A related issue is the effect of specific design of reading tasks. For example, read-to-recall might have different effects than read-to-change [10].



“Code purpose”-questions which ask the learner to provide a verbatim summary of the program are also likely to be dependent on details of the task and reading strategies. In addition they might impose the need for specific schemas to evaluate and interpret the answers. There are different schemas to analyse such program summaries (see e.g. [28,44,52,97]). This can also be an issue for further research.



Focus is often on the content of the mental representation: Is the suitable/needed information included? But another important issue relates to the abstract features of the mental representation. This direction of enquiry focuses on the abstract features of the mental representation, as opposed to the types of knowledge extracted or inferred from the code. These features have to do with connections of elements of the mental representation, and the ability to access these elements when needed, as well as the ability to explicitly map different elements, including doing a mapping to the external code base. In this article we called these features “navigability”. To learn and reinforce such skills specific learning tasks are needed.



Tasks supporting the development of a domain model are also needed. Learning activities which involve simply reading example code for recall or to summarise/document do not help learners to develop domain models. Learning activities which involve modifying or reusing the example to meet different requirements may be particularly useful in enabling learners to develop a domain model.





The role of domain / domain knowledge for comprehending programs seems to be underestimated in pedagogy.



There are a lot of possible learning tasks for reading and comprehending programs, see e.g. Figure 14, as well as the instruments used in the different empirical studies (see section 6). These instruments might be useful as tasks for learning or as diagnostic instruments for testing the learning outcome.



Experts mental representations are more than the sum of the elements / information obtained from reading the program text. Instead, experts have a flexible and navigational mental representation. This issue is seldom reflected on in the discussion on teaching and learning programming.

The revised Block model (see section 7) leads us to conjecture a process of knowledge acquisition by novice programmers that may be likened to the process of sewing a patchwork quilt. Each cell in the model could be thought of as a group of patchwork squares, and each layer of the knowledge base behind those squares could be thought of as the stuffing. The process of knowledge acquisition consists of gradually sewing in the squares and padding up the stuffing until a robust, coherent, cross referenced and internally consistent model of comprehension is established. Thus novice programmers’ early comprehension models can be characterized by a pattern of "holey knowledge“(i.e. an incomplete patchwork of fabric, with empty cells and missing stuffing). This view of the program comprehension process resonates with the notion of "fragile knowledge" identified by [68]. How long it takes to fill this framework and build a robust comprehension model is a matter of conjecture, but Winslow (1996) (cited in [75]) noted that it "takes about 10 years of experience to turn a novice into an expert programmer". Intuitive CS educator views suggest a year of consolidation (through the CS1, CS2 sequence) to get novices to a basic level of program comprehension. Perhaps the final lesson for CS educators from this analysis of PC models is that we may need to be more patient with our students and acknowledge that some good things take time.

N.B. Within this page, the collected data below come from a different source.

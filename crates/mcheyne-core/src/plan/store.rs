//! The in-memory plan store.
//!
//! Built once from a validated [`PlanDocument`] and read-only afterwards.
//! Callers share it behind an `Arc`.

use std::collections::BTreeMap;
use std::path::Path;

use serde::{Deserialize, Serialize};

use super::json_format::{PlanDocument, ReadingEntry};
use super::parser::{PlanLoadError, parse_plan_document};

/// A named reading schedule with its ordered daily entries.
#[derive(Debug, Clone, PartialEq)]
pub struct ReadingPlan {
    pub id: String,
    pub name: String,
    pub description: String,
    pub total_days: u32,
    pub readings: Vec<ReadingEntry>,
}

/// Listing view of a plan, as returned by `GET /api/plans`.
#[derive(Debug, Clone, PartialEq, Serialize, Deserialize)]
#[serde(rename_all = "camelCase")]
pub struct PlanSummary {
    pub id: String,
    pub name: String,
    pub description: String,
    pub total_days: u32,
}

impl From<&ReadingPlan> for PlanSummary {
    fn from(p: &ReadingPlan) -> Self {
        Self {
            id: p.id.clone(),
            name: p.name.clone(),
            description: p.description.clone(),
            total_days: p.total_days,
        }
    }
}

/// Immutable mapping from plan identifier to [`ReadingPlan`].
#[derive(Debug, Clone, Default)]
pub struct PlanStore {
    plans: BTreeMap<String, ReadingPlan>,
}

impl PlanStore {
    /// Build a store from an already-validated document.
    pub fn from_document(doc: PlanDocument) -> Self {
        let plans = doc
            .plans
            .into_iter()
            .map(|(id, p)| {
                let plan = ReadingPlan {
                    id: id.clone(),
                    name: p.name,
                    description: p.description,
                    total_days: p.total_days,
                    readings: p.readings,
                };
                (id, plan)
            })
            .collect();
        Self { plans }
    }

    /// Parse, validate and build a store from a JSON string.
    pub fn from_json(content: &str) -> Result<Self, PlanLoadError> {
        parse_plan_document(content).map(Self::from_document)
    }

    /// Load the store from a JSON file on disk.
    pub fn load(path: &Path) -> Result<Self, PlanLoadError> {
        let content = std::fs::read_to_string(path).map_err(|source| PlanLoadError::Io {
            path: path.display().to_string(),
            source,
        })?;
        let store = Self::from_json(&content)?;
        tracing::info!(
            path = %path.display(),
            plans = ?store.plan_ids(),
            "reading plan data loaded"
        );
        Ok(store)
    }

    /// Look up a plan by identifier.
    pub fn get(&self, plan_id: &str) -> Option<&ReadingPlan> {
        self.plans.get(plan_id)
    }

    /// All plans, sorted by identifier.
    pub fn plans(&self) -> impl Iterator<Item = &ReadingPlan> {
        self.plans.values()
    }

    pub fn plan_ids(&self) -> Vec<&str> {
        self.plans.keys().map(String::as_str).collect()
    }

    pub fn summaries(&self) -> Vec<PlanSummary> {
        self.plans().map(PlanSummary::from).collect()
    }

    pub fn len(&self) -> usize {
        self.plans.len()
    }

    pub fn is_empty(&self) -> bool {
        self.plans.is_empty()
    }
}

We need to develop all views of a program – dynamic, object, functional, and specifically for OO we need to consider object relations and dynamic object interactions.

12

One direction is to further explore differences between novices and experts. This is usually not a focus within research on program comprehension – it is often a minor or side issue only, but of course very important from an educational perspective. For example, the novices in the study by Burkhardt et al. [10] were relatively experienced in programming, but new to OO programming. However, in recent years many students are introduced to programming through an objects-first approach, and even where this is not the case most students are introduced to OO programming within the first year or two of study. There is scope for taking a more fine-grained approach to the empirical study of “novices”, taking account of how they have learned and how their compre-

[2]

[1]

[3]

[4]

83

REFERENCES Abbas, N. Properties of “Good” Java Examples. Umea’s 13th Student Conference in Computer Science 1-17. Al-Imamy, S., Alizadeh, J. et al. 2006. On the Development of a Programming Teaching Tool: The Effect of Teaching by Templates on the Learning Process. Journal of Information Technology Education. 5, (2006), 271283. Arisholm, E., Gallis, H. et al. 2007. Evaluating Pair Programming with Respect to System Complexity and Programmer Expertise. IEEE Transactions on Software Engineering. 33, 2 (2007), 65-86. Astrachan, O., Mitchener, G. et al. 1998. Design patterns: an essential component of CS curricula. Proceedings of the twenty-ninth SIGCSE technical symposium on Com-

[5]

[6]

[7]

[8]

[9] [10]

[11] [12] [13] [14]

[15]

[16]

[17]

[18]

[19] [20] [21]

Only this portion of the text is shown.